● ABOUT THIS TASK: In the records below, which lines include "await"? Copy them.

*** Begin section ***

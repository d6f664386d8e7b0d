//! Cross-tenant network view.
//!
//! A read-only aggregation over the whole signal store: per-payer denial
//! stats across every tenant, refreshed on demand. It shares no locks and
//! no snapshots with the per-tenant execution path; a slow refresh can
//! never stall the coordinator.

use autopilot_storage::{EngineStorage, StorageError};
use serde::{Deserialize, Serialize};
use time::Date;
use tracing::info;

/// One payer's aggregate denial behavior across all tenants.
#[derive(Debug, Clone, PartialEq, Serialize, Deserialize)]
pub struct PayerNetworkStats {
    pub payer: String,
    pub denied: u64,
    pub total: u64,
    pub denial_rate: f64,
}

pub struct NetworkView<S> {
    storage: S,
}

impl<S: EngineStorage> NetworkView<S> {
    pub fn new(storage: S) -> Self {
        Self { storage }
    }

    /// Recompute the view over decisions on or after `since`, highest
    /// denial rate first.
    pub async fn refresh(&self, since: Date) -> Result<Vec<PayerNetworkStats>, StorageError> {
        let counts = self.storage.network_signal_counts(since).await?;
        let mut stats: Vec<PayerNetworkStats> = counts
            .into_iter()
            .filter(|(_, _, total)| *total > 0)
            .map(|(payer, denied, total)| PayerNetworkStats {
                payer,
                denied,
                total,
                denial_rate: denied as f64 / total as f64,
            })
            .collect();
        stats.sort_by(|a, b| {
            b.denial_rate
                .partial_cmp(&a.denial_rate)
                .unwrap_or(std::cmp::Ordering::Equal)
                .then_with(|| a.payer.cmp(&b.payer))
        });
        info!(payers = stats.len(), "network view refreshed");
        Ok(stats)
    }
}

#[cfg(test)]
mod tests {
    use super::*;
    use autopilot_core::{ClaimOutcome, Signal};
    use autopilot_storage::MemoryStorage;
    use rust_decimal::Decimal;
    use time::macros::{date, datetime};

    fn signal(tenant: &str, payer: &str, outcome: ClaimOutcome) -> Signal {
        Signal {
            tenant_id: tenant.to_string(),
            payer: payer.to_string(),
            procedure_code: "99213".to_string(),
            outcome,
            amount: Decimal::new(10000, 2),
            submitted_at: datetime!(2026-08-01 00:00:00 UTC),
            decided_at: Some(datetime!(2026-08-15 00:00:00 UTC)),
        }
    }

    #[tokio::test]
    async fn aggregates_across_tenants() {
        let storage = MemoryStorage::new();
        let mut snap = storage.begin_snapshot().await.unwrap();
        // BCBS: 2 denied of 3 across two tenants. Aetna: 0 of 1.
        for s in [
            signal("t1", "BCBS", ClaimOutcome::Denied),
            signal("t2", "BCBS", ClaimOutcome::Denied),
            signal("t2", "BCBS", ClaimOutcome::Paid),
            signal("t1", "Aetna", ClaimOutcome::Paid),
        ] {
            storage.insert_signal(&mut snap, s).await.unwrap();
        }
        storage.commit_snapshot(snap).await.unwrap();

        let view = NetworkView::new(storage);
        let stats = view.refresh(date!(2026 - 08 - 01)).await.unwrap();
        assert_eq!(stats.len(), 2);
        assert_eq!(stats[0].payer, "BCBS");
        assert_eq!((stats[0].denied, stats[0].total), (2, 3));
        assert_eq!(stats[1].payer, "Aetna");
    }

    #[tokio::test]
    async fn respects_the_since_cutoff() {
        let storage = MemoryStorage::new();
        let mut snap = storage.begin_snapshot().await.unwrap();
        storage
            .insert_signal(&mut snap, signal("t1", "BCBS", ClaimOutcome::Denied))
            .await
            .unwrap();
        storage.commit_snapshot(snap).await.unwrap();

        let view = NetworkView::new(storage);
        let stats = view.refresh(date!(2026 - 08 - 16)).await.unwrap();
        assert!(stats.is_empty());
    }
}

*** End section ***

● EXPECTED ANSWER:
        let counts = self.storage.network_signal_counts(since).await?;
        let mut snap = storage.begin_snapshot().await.unwrap();
            storage.insert_signal(&mut snap, s).await.unwrap();
        storage.commit_snapshot(snap).await.unwrap();
        let stats = view.refresh(date!(2026 - 08 - 01)).await.unwrap();
        let mut snap = storage.begin_snapshot().await.unwrap();
            .await
        storage.commit_snapshot(snap).await.unwrap();
        let stats = view.refresh(date!(2026 - 08 - 16)).await.unwrap();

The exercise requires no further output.